I wonder if we need to change this on Windows, or just on Linux.
Firefox's malloc won't override the malloc used by DLLs on Windows due to the way dynamic linking works there, so you only have to worry about how the Microsoft C compiler compiles Firefox itself. (Assuming cl.exe does these kinds of optimizations. Or starts doing them in the future.)
We should be fine on Windows without this change, I think.
Talos shows that this is, if anything, a memory *win*.
Comment on attachment 564286 [details] [diff] [review] Patch v1 I'm not sure who to have review this...
Comment on attachment 564286 [details] [diff] [review] Patch v1 This patch fixes a bug that can be the cause of a lot of mysterious crashiness on linux. See for example https://bugs.freedesktop.org/show_bug.cgi?id=40423 which is how it was discovered. Please consider it for aurora/beta branches so we get the stability benefit into the hands of users faster.
Can we see how this patch affects the crash rate on nightlies, or do we not have sufficient coverage? I'm a bit wary of taking this on beta; it's a significant change and may have unintended consequences. If we need to take it on Aurora so we can see how it affects crashes for a larger audience, I'd be OK with that. Note that this change affects Linux only on branches, but affects Linux and Mac 10.6 on trunk, since jemalloc for 10.6 was landed recently.
Comment on attachment 564286 [details] [diff] [review] Patch v1 We decided we don't want this in Aurora and Beta and will let it ride up through the normal process. If you disagree, please renominate.

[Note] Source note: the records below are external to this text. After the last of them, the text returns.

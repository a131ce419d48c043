//! # rfa1-radio - Cycle-Accurate ATmega128RFA1 Transceiver Model
//!
//! The rfa1-radio crate models the IEEE 802.15.4 radio built into the
//! ATmega128RFA1 microcontroller at the level firmware sees it: memory-mapped
//! registers, the `TRX_STATE` command/status state machine, the frame buffer,
//! the transceiver interrupts and the byte-by-byte over-the-air timing.
//!
//! ## Features
//!
//! - Transmit path that emits preamble, SFD, length, PSDU and FCS one byte at a time
//! - Receive path with SFD detection, address filtering and FCS checking
//! - Extended operating modes (`RX_AACK_ON`, `TX_ARET_ON`) with automatic acknowledgement
//! - Clear channel assessment, energy detection and sleep/wake timing
//! - A deterministic multi-node [`Network`] harness and JSON [`Scenario`] scripts
//!
//! ## Usage
//!
//! The model is generic over its host. Implement [`radio::Hal`] for your
//! emulator, or use the bundled [`sim::NodeHal`] and [`sim::Network`]:
//!
//! ```rust
//! use rfa1_radio::{Command, Network, RadioConfig};
//!
//! let mut net = Network::new(RadioConfig::default()).unwrap();
//! let a = net.add_node("a");
//! let b = net.add_node("b");
//! net.command(b, Command::RxOn).unwrap();
//! net.load_frame(a, &[0x41, 0x88, 0x01]).unwrap();
//! net.command(a, Command::TxStart).unwrap();
//! net.run_until_idle(200).unwrap();
//! assert!(net.node(b).unwrap().last_crc_ok());
//! ```

pub mod constants;
pub mod error;
pub mod frame;
pub mod logging;
pub mod radio;
pub mod sim;
pub mod util;

pub use crate::error::RadioError;
pub use crate::logging::{init_logger, init_logger_with_level, log_info};

// Core radio model
pub use radio::{Command, InterruptVector, Radio, RadioConfig, RadioMode, TracStatus};

// Frames
pub use frame::{Address, FrameBuilder, FrameType, ReceivedFrame};

// Simulation harness
pub use sim::{LinkQuality, Network, NodeHal, Scenario, ScenarioReport};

Is this something QA can verify?
Not easy to verify it's fixed as it relies on undefined behavior, but if you have the same setup as in https://bugs.freedesktop.org/show_bug.cgi?id=40423#c6, you can check in about:support if you still get an error like "GLXtest process failed (received signal 11)" in the Graphics section: that would mean the bug is not fixed.
I can't seem to open that link (throbber just keeps spinning trying to connect).